PROBLEM DETAILS — Within the material below, count every line with the string "taxonomy". Give no more than the number.

··· PROVIDED RECORDS

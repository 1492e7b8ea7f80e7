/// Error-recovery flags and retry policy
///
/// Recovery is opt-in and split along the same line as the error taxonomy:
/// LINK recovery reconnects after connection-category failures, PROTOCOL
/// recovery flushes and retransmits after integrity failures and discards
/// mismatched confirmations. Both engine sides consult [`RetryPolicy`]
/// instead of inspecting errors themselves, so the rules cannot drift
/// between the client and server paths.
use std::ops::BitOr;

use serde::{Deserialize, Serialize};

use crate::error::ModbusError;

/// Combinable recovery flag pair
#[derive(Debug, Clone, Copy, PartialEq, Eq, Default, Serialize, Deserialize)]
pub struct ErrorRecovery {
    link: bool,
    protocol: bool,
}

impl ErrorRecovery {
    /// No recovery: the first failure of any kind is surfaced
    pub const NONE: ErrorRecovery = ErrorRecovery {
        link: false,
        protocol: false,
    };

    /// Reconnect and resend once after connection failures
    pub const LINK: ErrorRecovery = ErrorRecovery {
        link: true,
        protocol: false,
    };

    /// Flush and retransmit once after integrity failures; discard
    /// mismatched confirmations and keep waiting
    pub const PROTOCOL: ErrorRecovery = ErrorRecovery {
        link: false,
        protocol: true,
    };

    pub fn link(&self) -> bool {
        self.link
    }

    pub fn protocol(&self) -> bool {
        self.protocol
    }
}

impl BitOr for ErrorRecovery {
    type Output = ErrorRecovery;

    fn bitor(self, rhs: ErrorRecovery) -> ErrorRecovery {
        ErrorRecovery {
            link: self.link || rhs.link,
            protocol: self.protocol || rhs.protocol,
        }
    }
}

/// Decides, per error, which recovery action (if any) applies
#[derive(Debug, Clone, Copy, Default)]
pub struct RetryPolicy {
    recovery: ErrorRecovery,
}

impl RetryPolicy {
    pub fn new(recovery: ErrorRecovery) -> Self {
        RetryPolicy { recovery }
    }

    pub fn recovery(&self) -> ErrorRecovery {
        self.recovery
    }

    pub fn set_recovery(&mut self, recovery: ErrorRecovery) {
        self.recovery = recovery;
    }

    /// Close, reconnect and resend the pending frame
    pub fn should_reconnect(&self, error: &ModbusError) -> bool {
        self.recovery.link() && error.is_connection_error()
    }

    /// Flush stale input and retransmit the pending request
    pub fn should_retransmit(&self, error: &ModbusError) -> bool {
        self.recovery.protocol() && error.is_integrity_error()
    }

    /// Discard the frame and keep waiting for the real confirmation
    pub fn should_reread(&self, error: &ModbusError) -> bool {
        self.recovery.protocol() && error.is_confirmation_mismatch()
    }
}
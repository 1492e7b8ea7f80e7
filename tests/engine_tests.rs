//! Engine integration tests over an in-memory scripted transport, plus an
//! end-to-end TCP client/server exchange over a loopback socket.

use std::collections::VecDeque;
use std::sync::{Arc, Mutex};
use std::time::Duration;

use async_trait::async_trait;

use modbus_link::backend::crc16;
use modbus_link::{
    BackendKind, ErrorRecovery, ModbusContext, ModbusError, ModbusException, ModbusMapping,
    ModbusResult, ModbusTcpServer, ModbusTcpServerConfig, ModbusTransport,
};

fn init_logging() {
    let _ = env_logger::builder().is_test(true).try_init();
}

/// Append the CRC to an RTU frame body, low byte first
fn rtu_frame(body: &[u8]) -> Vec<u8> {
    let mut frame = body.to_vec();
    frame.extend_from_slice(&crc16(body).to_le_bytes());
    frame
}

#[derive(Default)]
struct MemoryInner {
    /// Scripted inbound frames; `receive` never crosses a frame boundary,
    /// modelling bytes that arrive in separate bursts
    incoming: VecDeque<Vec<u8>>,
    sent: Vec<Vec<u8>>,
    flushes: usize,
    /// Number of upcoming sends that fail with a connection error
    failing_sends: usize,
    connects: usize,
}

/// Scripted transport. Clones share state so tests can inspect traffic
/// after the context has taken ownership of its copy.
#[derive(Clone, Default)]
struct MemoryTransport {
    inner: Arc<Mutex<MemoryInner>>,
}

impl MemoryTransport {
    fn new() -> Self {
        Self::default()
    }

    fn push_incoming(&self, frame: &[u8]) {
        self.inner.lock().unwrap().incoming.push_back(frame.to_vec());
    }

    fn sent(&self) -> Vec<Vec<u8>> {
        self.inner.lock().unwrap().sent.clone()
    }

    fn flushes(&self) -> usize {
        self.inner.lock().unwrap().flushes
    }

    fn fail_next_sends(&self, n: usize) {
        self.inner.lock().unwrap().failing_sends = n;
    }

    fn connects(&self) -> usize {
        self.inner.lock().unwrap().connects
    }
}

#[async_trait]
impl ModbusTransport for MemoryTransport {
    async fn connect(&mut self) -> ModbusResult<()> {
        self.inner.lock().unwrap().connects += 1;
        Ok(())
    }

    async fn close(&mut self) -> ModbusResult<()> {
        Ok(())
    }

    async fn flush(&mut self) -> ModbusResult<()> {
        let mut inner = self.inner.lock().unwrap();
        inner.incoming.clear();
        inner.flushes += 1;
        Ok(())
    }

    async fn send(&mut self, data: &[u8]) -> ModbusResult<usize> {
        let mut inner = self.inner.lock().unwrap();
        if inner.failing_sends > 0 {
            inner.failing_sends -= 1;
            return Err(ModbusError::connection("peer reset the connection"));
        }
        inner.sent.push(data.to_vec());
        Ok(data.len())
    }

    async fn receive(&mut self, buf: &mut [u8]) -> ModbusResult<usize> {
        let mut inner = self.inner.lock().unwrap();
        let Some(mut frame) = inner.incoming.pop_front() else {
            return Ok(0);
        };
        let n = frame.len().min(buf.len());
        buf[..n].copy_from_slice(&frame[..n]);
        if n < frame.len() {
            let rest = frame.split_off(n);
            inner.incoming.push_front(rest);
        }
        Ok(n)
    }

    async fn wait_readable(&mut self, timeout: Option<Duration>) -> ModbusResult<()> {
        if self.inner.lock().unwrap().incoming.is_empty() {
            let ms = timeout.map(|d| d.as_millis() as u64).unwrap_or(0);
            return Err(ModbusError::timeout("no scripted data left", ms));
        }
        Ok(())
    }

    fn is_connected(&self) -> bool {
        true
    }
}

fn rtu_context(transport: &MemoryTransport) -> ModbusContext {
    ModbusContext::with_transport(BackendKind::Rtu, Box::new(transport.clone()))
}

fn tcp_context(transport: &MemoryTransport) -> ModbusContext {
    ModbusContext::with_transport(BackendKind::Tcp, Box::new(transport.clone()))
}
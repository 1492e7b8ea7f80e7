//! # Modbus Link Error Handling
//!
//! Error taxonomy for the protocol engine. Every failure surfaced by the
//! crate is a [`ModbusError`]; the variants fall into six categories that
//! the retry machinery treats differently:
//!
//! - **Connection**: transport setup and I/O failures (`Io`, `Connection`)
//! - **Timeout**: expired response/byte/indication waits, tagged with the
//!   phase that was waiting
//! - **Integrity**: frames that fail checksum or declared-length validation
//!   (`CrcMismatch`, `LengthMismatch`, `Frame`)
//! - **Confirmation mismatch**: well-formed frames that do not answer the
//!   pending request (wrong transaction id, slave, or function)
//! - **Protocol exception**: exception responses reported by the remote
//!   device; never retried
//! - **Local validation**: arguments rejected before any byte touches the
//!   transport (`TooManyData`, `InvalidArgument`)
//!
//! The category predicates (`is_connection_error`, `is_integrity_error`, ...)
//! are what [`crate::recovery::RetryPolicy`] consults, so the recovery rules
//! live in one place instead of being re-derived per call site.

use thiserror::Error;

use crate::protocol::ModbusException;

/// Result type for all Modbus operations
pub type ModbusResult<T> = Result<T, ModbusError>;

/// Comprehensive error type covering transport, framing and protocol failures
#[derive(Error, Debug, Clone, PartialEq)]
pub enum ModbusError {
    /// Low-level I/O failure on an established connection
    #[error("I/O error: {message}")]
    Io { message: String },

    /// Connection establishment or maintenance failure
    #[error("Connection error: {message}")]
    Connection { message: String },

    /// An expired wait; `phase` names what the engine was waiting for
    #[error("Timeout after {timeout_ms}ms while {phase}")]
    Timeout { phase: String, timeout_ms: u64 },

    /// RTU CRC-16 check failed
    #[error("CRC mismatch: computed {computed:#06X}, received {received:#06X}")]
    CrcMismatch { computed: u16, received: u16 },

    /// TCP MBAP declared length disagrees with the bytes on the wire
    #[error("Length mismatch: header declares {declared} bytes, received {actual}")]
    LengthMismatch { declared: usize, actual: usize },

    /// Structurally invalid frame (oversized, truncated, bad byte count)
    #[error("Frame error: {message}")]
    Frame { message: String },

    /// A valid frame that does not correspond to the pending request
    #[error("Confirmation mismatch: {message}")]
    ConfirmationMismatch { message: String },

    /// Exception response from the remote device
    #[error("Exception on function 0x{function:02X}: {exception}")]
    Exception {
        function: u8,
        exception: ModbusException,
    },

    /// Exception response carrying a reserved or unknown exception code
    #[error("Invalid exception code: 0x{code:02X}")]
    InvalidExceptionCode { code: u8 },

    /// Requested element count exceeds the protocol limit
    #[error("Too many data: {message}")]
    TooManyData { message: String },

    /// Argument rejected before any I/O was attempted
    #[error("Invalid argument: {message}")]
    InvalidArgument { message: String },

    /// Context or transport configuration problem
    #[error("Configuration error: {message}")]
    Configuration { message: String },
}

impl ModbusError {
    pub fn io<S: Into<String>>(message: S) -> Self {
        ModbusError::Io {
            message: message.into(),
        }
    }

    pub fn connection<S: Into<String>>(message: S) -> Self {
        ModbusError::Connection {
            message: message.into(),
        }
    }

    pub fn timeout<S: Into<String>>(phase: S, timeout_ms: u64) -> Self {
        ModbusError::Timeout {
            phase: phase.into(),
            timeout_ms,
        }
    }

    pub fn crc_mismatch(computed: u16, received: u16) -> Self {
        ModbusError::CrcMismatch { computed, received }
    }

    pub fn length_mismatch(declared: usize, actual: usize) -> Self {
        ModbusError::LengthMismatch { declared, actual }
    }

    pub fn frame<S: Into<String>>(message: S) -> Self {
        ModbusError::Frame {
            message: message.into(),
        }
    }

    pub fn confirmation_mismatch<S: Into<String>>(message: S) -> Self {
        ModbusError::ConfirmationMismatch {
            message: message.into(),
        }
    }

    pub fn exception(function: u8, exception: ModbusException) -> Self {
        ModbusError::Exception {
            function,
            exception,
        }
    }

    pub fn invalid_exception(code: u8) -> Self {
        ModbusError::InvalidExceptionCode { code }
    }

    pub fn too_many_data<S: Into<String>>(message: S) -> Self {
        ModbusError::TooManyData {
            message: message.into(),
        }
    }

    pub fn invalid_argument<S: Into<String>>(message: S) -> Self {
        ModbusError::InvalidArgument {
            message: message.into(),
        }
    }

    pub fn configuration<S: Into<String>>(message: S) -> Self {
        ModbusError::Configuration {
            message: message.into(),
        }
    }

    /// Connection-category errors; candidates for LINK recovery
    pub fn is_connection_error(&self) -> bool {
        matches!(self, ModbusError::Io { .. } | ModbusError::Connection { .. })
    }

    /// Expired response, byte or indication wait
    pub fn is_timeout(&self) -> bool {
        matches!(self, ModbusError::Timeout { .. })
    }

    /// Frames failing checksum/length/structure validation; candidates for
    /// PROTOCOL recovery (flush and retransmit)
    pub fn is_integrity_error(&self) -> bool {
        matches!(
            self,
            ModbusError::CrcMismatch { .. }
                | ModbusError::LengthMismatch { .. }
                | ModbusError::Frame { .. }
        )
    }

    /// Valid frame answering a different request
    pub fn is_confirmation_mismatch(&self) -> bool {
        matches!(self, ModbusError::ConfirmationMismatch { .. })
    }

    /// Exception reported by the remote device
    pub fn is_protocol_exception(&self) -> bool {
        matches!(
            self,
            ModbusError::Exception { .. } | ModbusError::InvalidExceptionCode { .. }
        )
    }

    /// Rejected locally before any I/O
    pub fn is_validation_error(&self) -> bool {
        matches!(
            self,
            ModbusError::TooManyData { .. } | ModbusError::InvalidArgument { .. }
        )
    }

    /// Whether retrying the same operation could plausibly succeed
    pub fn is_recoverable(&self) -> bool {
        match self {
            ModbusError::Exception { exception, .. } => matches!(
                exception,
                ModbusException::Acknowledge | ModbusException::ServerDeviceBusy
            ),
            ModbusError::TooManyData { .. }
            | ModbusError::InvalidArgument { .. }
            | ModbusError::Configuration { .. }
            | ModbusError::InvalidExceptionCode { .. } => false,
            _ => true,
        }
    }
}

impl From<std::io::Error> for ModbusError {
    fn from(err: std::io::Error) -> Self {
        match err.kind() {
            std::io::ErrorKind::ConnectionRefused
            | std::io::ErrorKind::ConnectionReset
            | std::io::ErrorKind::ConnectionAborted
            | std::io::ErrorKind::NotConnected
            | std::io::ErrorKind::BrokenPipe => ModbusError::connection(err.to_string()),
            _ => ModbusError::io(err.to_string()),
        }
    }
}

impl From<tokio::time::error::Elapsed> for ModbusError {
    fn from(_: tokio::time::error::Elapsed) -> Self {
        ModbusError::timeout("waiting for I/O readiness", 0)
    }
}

······

WRITTEN SOLUTION — 2